Being blessed with the power of sound - in word and song - I have engaged this mission frequently through the realm of language and, specifically, information. I have been sharing information about the arc of our trajectory as a species since I was 15. That's when I really began to understand the scope of the illness and madness of our collective situation, the extent of our insanity and disconnection, and the devastation of our way of being in our own lives and with the world. I've been speaking up and speaking out for 30 years at this point. And I always will.
Now, however, I have come to a fundamental crossroads. A new question is catalyzing an alchemical shift within the very energetic foundations of my way of being, and that question is this: "How do I fully embody my truth as a messenger in the world as it is right now?"
I deeply love this inquiry. It invites me into realms of nuance and artistry that are delightful, enjoyably demanding, and worthy of the profound wisdom and energetic capacity that I have cultivated in the course of my life.
And the inquiry comes from this place: since the beginning of this current global situation I have been naming and sharing about the staggering problems in how this is being handled, managed, represented, and exploited.

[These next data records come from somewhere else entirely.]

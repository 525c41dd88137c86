//! serimon — serial port monitor core
//!
//! This crate discovers serial ports, manages the lifecycle of a connection
//! to one of them, and renders the live byte stream both as normalized text
//! and as a hex dump. The `serimon` binary wraps it in a small line-oriented
//! CLI; the library is usable on its own by any front end that supplies a
//! [`console::Terminal`].
//!
//! Start with [`protocol::status::PortRegistry`], install a connection with
//! [`console::DuplexConsole::open`], and call `connect(true)`.

#[doc(hidden)]
pub mod boot;
#[doc(hidden)]
pub mod cli;
pub mod console;
pub mod core;
pub mod protocol;
pub mod utils;
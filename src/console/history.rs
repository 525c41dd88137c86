use std::{io::Write, path::Path};

use anyhow::{Context, Result};

use crate::protocol::profile::Profile;

#[cfg(windows)]
const LINE_SEPARATOR: &str = "\r\n";
#[cfg(not(windows))]
const LINE_SEPARATOR: &str = "\n";

/// `<profile name>.log`, with any directory part of the port name dropped.
pub fn default_history_file_name(profile: &Profile) -> String {
    let name = profile.default_name();
    let base = Path::new(&name)
        .file_name()
        .map(|n| n.to_string_lossy().into_owned())
        .unwrap_or(name);
    format!("{base}.log")
}

pub fn render_history<S: AsRef<str>>(lines: &[S]) -> String {
    let mut text = String::new();
    for line in lines {
        text.push_str(line.as_ref());
        text.push_str(LINE_SEPARATOR);
    }
    text
}

/// Write the text view's lines to `path`, one per platform line.
pub fn save_history<S: AsRef<str>>(path: &Path, lines: &[S]) -> Result<()> {
    let mut file = std::fs::File::create(path)
        .with_context(|| format!("Failed to create history file {}", path.display()))?;
    file.write_all(render_history(lines).as_bytes())
        .with_context(|| format!("Failed to write history file {}", path.display()))?;
    log::info!("saved {} line(s) of history to {}", lines.len(), path.display());
    Ok(())
}
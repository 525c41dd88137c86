use super::PortStatus;

/// How a status is shown to the operator.
#[derive(Debug, Clone, Copy, PartialEq, Eq)]
pub struct StatusPresentation {
    pub label: &'static str,
    pub glyph: char,
    /// Whether the UI should render the port as usable.
    pub valid: bool,
}

pub fn presentation(status: PortStatus) -> StatusPresentation {
    match status {
        PortStatus::Unavailable => StatusPresentation {
            label: "Unavailable",
            glyph: '✗',
            valid: false,
        },
        PortStatus::UnavailableDisconnected => StatusPresentation {
            label: "Unavailable (disconnected)",
            glyph: '✗',
            valid: false,
        },
        PortStatus::Busy => StatusPresentation {
            label: "Busy",
            glyph: '✗',
            valid: false,
        },
        PortStatus::Connecting => StatusPresentation {
            label: "Connecting",
            glyph: '…',
            valid: false,
        },
        PortStatus::Disconnected => StatusPresentation {
            label: "Disconnected",
            glyph: '○',
            valid: true,
        },
        PortStatus::Ready => StatusPresentation {
            label: "Ready",
            glyph: '·',
            valid: true,
        },
        PortStatus::Connected => StatusPresentation {
            label: "Connected",
            glyph: '●',
            valid: true,
        },
    }
}

#[cfg(test)]
mod tests {
    use super::*;
    use strum::IntoEnumIterator;

    #[test]
    fn every_status_has_a_label() {
        for status in PortStatus::iter() {
            assert!(!presentation(status).label.is_empty());
        }
        assert!(!presentation(PortStatus::Busy).valid);
        assert!(presentation(PortStatus::Connected).valid);
    }
}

I have shared articles and videos, sought out new ones on the same material when people have poo-pooed the sources, had more conversations than I can count, commiserated with like-minded allies and contended with differently-minded others, been shadow-banned, mocked, unflatteringly labeled, lost my temper, lost my composure, lost my hope, and found it all again and carried on speaking. What I have witnessed over the course of this year has been the steady tightening of a conceptual framework over the minds of an incredibly diverse array of people, from the most liberal of leftists to the most conservative of righties (whatever the hell those things even mean, but you get me): I have seen critical thinking and discernment progressively dwindle and finally be completely flushed down the toilet in more instances than I can count, and lately by hearing from many different places in the span of a few weeks "I know there's some sketchy stuff about it, but I'm ok with it and willing to be part of the experiment, especially if it means I can 'get back to normal'."
The first time I saw that I sat and stared at the sentence for a long time. That changes everything for me.
I always thought that if information were shared in a way that could be received, if it were deep, honest, true, insightful, and "factually sound" in whatever way was appropriate to the information, that people, in receiving it, would respond to it appropriately. And by appropriate, I mean in the most life-honoring, sovereign, and intelligent way possible. After 20 years of trying to get people to pay attention to or care about our devastating impact on life and the planet as a civilization, I'm not sure why I still thought that was the case, but until a month ago, I did.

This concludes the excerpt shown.